[Stored data entries]
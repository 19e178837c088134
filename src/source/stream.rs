//! Growing byte source for pipes and other sequential inputs.
//!
//! Chunks pulled from a [`Feed`] are appended to a backing store. The store starts in
//! memory and spills to an unnamed temporary file once it outgrows
//! [`StreamOptions::spill_threshold`]; the spill file is memory mapped and grown in
//! place. The operating system reclaims an unnamed temp file when its last handle
//! closes, so nothing is left behind even if the process dies.

use crate::cancel::CancelToken;
use crate::error::{ColvError, Result};
use crate::source::feed::{Chunk, Feed, ReaderFeed};
use crate::source::{count_newlines, partial_tail, ByteSource, CountLimit, DEFAULT_CHUNK_SIZE};
use memmap2::MmapMut;
use std::fs::File;
use std::io::Read;
use std::path::{Path, PathBuf};

/// Tuning knobs for a [`StreamSource`].
#[derive(Debug, Clone, PartialEq, Eq)]
pub struct StreamOptions {
    /// Maximum bytes appended per read
    pub chunk_size: usize,
    /// In-memory size above which the store moves to a temp file
    pub spill_threshold: usize,
    /// Directory for the spill file; the system temp dir when unset
    pub spill_dir: Option<PathBuf>,
}

impl Default for StreamOptions {
    fn default() -> Self {
        Self {
            chunk_size: DEFAULT_CHUNK_SIZE,
            spill_threshold: 50 * 1024 * 1024,
            spill_dir: None,
        }
    }
}

#[derive(Debug)]
enum BackingStore {
    Memory(Vec<u8>),
    Spilled(SpillFile),
}

impl BackingStore {
    fn as_bytes(&self) -> &[u8] {
        match self {
            BackingStore::Memory(vec) => vec,
            BackingStore::Spilled(spill) => spill.as_bytes(),
        }
    }
}

/// Memory mapped temp file with a logical length below its mapped capacity.
#[derive(Debug)]
struct SpillFile {
    file: File,
    map: MmapMut,
    len: usize,
}

impl SpillFile {
    fn create(initial: &[u8], capacity: usize, dir: Option<&Path>) -> Result<Self> {
        let file = match dir {
            Some(dir) => tempfile::tempfile_in(dir),
            None => tempfile::tempfile(),
        }
        .map_err(|e| ColvError::file_error("Failed to create spill file", e))?;

        let capacity = capacity.max(initial.len()).max(1);
        file.set_len(capacity as u64)
            .map_err(|e| ColvError::file_error("Failed to size spill file", e))?;
        let mut map = Self::map(&file)?;
        map[..initial.len()].copy_from_slice(initial);

        Ok(Self {
            file,
            map,
            len: initial.len(),
        })
    }

    fn map(file: &File) -> Result<MmapMut> {
        // SAFETY: the file is unnamed and owned by this store; nothing else can
        // truncate or write it while the mapping is alive.
        unsafe { MmapMut::map_mut(file) }
            .map_err(|e| ColvError::memory_mapping(format!("Failed to map spill file: {e}")))
    }

    fn append(&mut self, bytes: &[u8]) -> Result<()> {
        let needed = self.len + bytes.len();
        if needed > self.map.len() {
            let capacity = needed.max(self.map.len().saturating_mul(2));
            self.file
                .set_len(capacity as u64)
                .map_err(|e| ColvError::file_error("Failed to grow spill file", e))?;
            self.map = Self::map(&self.file)?;
            log::debug!("spill file grown to {} bytes", capacity);
        }
        self.map[self.len..needed].copy_from_slice(bytes);
        self.len = needed;
        Ok(())
    }

    fn as_bytes(&self) -> &[u8] {
        &self.map[..self.len]
    }
}

/// Byte source that grows as its feed delivers data.
pub struct StreamSource {
    feed: Box<dyn Feed>,
    store: BackingStore,
    more: bool,
    options: StreamOptions,
    line_count: Option<u64>,
}

impl StreamSource {
    pub fn new(feed: impl Feed + 'static, options: StreamOptions) -> Self {
        Self {
            feed: Box::new(feed),
            store: BackingStore::Memory(Vec::new()),
            more: true,
            options,
            line_count: None,
        }
    }

    /// Stream over a blocking reader with default options.
    pub fn from_reader<R: Read + Send + 'static>(reader: R) -> Self {
        Self::new(ReaderFeed::new(reader), StreamOptions::default())
    }

    /// True once the backing store lives in a temp file.
    pub fn is_spilled(&self) -> bool {
        matches!(self.store, BackingStore::Spilled(_))
    }

    pub fn options(&self) -> &StreamOptions {
        &self.options
    }

    fn append(&mut self, bytes: &[u8]) -> Result<()> {
        match &mut self.store {
            BackingStore::Memory(vec) if vec.len() + bytes.len() > self.options.spill_threshold => {
                let mut spill = SpillFile::create(
                    vec,
                    (vec.len() + bytes.len()).saturating_mul(2),
                    self.options.spill_dir.as_deref(),
                )?;
                spill.append(bytes)?;
                log::info!("stream spilled to disk after {} bytes", spill.len);
                self.store = BackingStore::Spilled(spill);
            }
            BackingStore::Memory(vec) => vec.extend_from_slice(bytes),
            BackingStore::Spilled(spill) => spill.append(bytes)?,
        }
        Ok(())
    }
}

impl ByteSource for StreamSource {
    fn data(&self) -> &[u8] {
        self.store.as_bytes()
    }

    fn more_data_possible(&self) -> bool {
        self.more
    }

    fn read_block(&mut self, wait: bool) -> Result<usize> {
        if !self.more {
            return Ok(0);
        }
        let chunk = self
            .feed
            .next_chunk(self.options.chunk_size, wait)
            .map_err(|e| ColvError::file_error("Failed to read input stream", e))?;
        match chunk {
            Chunk::Data(bytes) => {
                self.append(&bytes)?;
                Ok(bytes.len())
            }
            Chunk::Pending => Ok(0),
            Chunk::Eof => {
                self.more = false;
                log::debug!("end of stream after {} bytes", self.size());
                Ok(0)
            }
        }
    }

    fn file_path(&self) -> Option<&Path> {
        None
    }

    fn total_line_count(&mut self, limit: CountLimit, cancel: &CancelToken) -> Result<u64> {
        if let Some(count) = self.line_count {
            return Ok(count);
        }

        let mut lines = count_newlines(self.data(), cancel)?;
        while self.more {
            if limit.reached(lines, self.size()) {
                return Ok(lines);
            }
            let before = self.data().len();
            if !self.pull(cancel)? {
                break;
            }
            lines += count_newlines(&self.data()[before..], cancel)?;
        }

        let total = lines + partial_tail(self.data());
        if limit.is_unbounded() {
            self.line_count = Some(total);
        }
        Ok(total)
    }
}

-- What you have to do --
Copy out all the entries shown above, character for character.

-- Written answer --
repository 19e178837c088134
filename src/source/stream.rs
//! Growing byte source for pipes and other sequential inputs.
//!
//! Chunks pulled from a [`Feed`] are appended to a backing store. The store starts in
//! memory and spills to an unnamed temporary file once it outgrows
//! [`StreamOptions::spill_threshold`]; the spill file is memory mapped and grown in
//! place. The operating system reclaims an unnamed temp file when its last handle
//! closes, so nothing is left behind even if the process dies.

use crate::cancel::CancelToken;
use crate::error::{ColvError, Result};
use crate::source::feed::{Chunk, Feed, ReaderFeed};
use crate::source::{count_newlines, partial_tail, ByteSource, CountLimit, DEFAULT_CHUNK_SIZE};
use memmap2::MmapMut;
use std::fs::File;
use std::io::Read;
use std::path::{Path, PathBuf};

/// Tuning knobs for a [`StreamSource`].
#[derive(Debug, Clone, PartialEq, Eq)]
pub struct StreamOptions {
    /// Maximum bytes appended per read
    pub chunk_size: usize,
    /// In-memory size above which the store moves to a temp file
    pub spill_threshold: usize,
    /// Directory for the spill file; the system temp dir when unset
    pub spill_dir: Option<PathBuf>,
}

impl Default for StreamOptions {
    fn default() -> Self {
        Self {
            chunk_size: DEFAULT_CHUNK_SIZE,
            spill_threshold: 50 * 1024 * 1024,
            spill_dir: None,
        }
    }
}

#[derive(Debug)]
enum BackingStore {
    Memory(Vec<u8>),
    Spilled(SpillFile),
}

impl BackingStore {
    fn as_bytes(&self) -> &[u8] {
        match self {
            BackingStore::Memory(vec) => vec,
            BackingStore::Spilled(spill) => spill.as_bytes(),
        }
    }
}

/// Memory mapped temp file with a logical length below its mapped capacity.
#[derive(Debug)]
struct SpillFile {
    file: File,
    map: MmapMut,
    len: usize,
}

impl SpillFile {
    fn create(initial: &[u8], capacity: usize, dir: Option<&Path>) -> Result<Self> {
        let file = match dir {
            Some(dir) => tempfile::tempfile_in(dir),
            None => tempfile::tempfile(),
        }
        .map_err(|e| ColvError::file_error("Failed to create spill file", e))?;

        let capacity = capacity.max(initial.len()).max(1);
        file.set_len(capacity as u64)
            .map_err(|e| ColvError::file_error("Failed to size spill file", e))?;
        let mut map = Self::map(&file)?;
        map[..initial.len()].copy_from_slice(initial);

        Ok(Self {
            file,
            map,
            len: initial.len(),
        })
    }

    fn map(file: &File) -> Result<MmapMut> {
        // SAFETY: the file is unnamed and owned by this store; nothing else can
        // truncate or write it while the mapping is alive.
        unsafe { MmapMut::map_mut(file) }
            .map_err(|e| ColvError::memory_mapping(format!("Failed to map spill file: {e}")))
    }

    fn append(&mut self, bytes: &[u8]) -> Result<()> {
        let needed = self.len + bytes.len();
        if needed > self.map.len() {
            let capacity = needed.max(self.map.len().saturating_mul(2));
            self.file
                .set_len(capacity as u64)
                .map_err(|e| ColvError::file_error("Failed to grow spill file", e))?;
            self.map = Self::map(&self.file)?;
            log::debug!("spill file grown to {} bytes", capacity);
        }
        self.map[self.len..needed].copy_from_slice(bytes);
        self.len = needed;
        Ok(())
    }

    fn as_bytes(&self) -> &[u8] {
        &self.map[..self.len]
    }
}

/// Byte source that grows as its feed delivers data.
pub struct StreamSource {
    feed: Box<dyn Feed>,
    store: BackingStore,
    more: bool,
    options: StreamOptions,
    line_count: Option<u64>,
}

impl StreamSource {
    pub fn new(feed: impl Feed + 'static, options: StreamOptions) -> Self {
        Self {
            feed: Box::new(feed),
            store: BackingStore::Memory(Vec::new()),
            more: true,
            options,
            line_count: None,
        }
    }

    /// Stream over a blocking reader with default options.
    pub fn from_reader<R: Read + Send + 'static>(reader: R) -> Self {
        Self::new(ReaderFeed::new(reader), StreamOptions::default())
    }

    /// True once the backing store lives in a temp file.
    pub fn is_spilled(&self) -> bool {
        matches!(self.store, BackingStore::Spilled(_))
    }

    pub fn options(&self) -> &StreamOptions {
        &self.options
    }

    fn append(&mut self, bytes: &[u8]) -> Result<()> {
        match &mut self.store {
            BackingStore::Memory(vec) if vec.len() + bytes.len() > self.options.spill_threshold => {
                let mut spill = SpillFile::create(
                    vec,
                    (vec.len() + bytes.len()).saturating_mul(2),
                    self.options.spill_dir.as_deref(),
                )?;
                spill.append(bytes)?;
                log::info!("stream spilled to disk after {} bytes", spill.len);
                self.store = BackingStore::Spilled(spill);
            }
            BackingStore::Memory(vec) => vec.extend_from_slice(bytes),
            BackingStore::Spilled(spill) => spill.append(bytes)?,
        }
        Ok(())
    }
}

impl ByteSource for StreamSource {
    fn data(&self) -> &[u8] {
        self.store.as_bytes()
    }

    fn more_data_possible(&self) -> bool {
        self.more
    }

    fn read_block(&mut self, wait: bool) -> Result<usize> {
        if !self.more {
            return Ok(0);
        }
        let chunk = self
            .feed
            .next_chunk(self.options.chunk_size, wait)
            .map_err(|e| ColvError::file_error("Failed to read input stream", e))?;
        match chunk {
            Chunk::Data(bytes) => {
                self.append(&bytes)?;
                Ok(bytes.len())
            }
            Chunk::Pending => Ok(0),
            Chunk::Eof => {
                self.more = false;
                log::debug!("end of stream after {} bytes", self.size());
                Ok(0)
            }
        }
    }

    fn file_path(&self) -> Option<&Path> {
        None
    }

    fn total_line_count(&mut self, limit: CountLimit, cancel: &CancelToken) -> Result<u64> {
        if let Some(count) = self.line_count {
            return Ok(count);
        }

        let mut lines = count_newlines(self.data(), cancel)?;
        while self.more {
            if limit.reached(lines, self.size()) {
                return Ok(lines);
            }
            let before = self.data().len();
            if !self.pull(cancel)? {
                break;
            }
            lines += count_newlines(&self.data()[before..], cancel)?;
        }

        let total = lines + partial_tail(self.data());
        if limit.is_unbounded() {
            self.line_count = Some(total);
        }
        Ok(total)
    }
}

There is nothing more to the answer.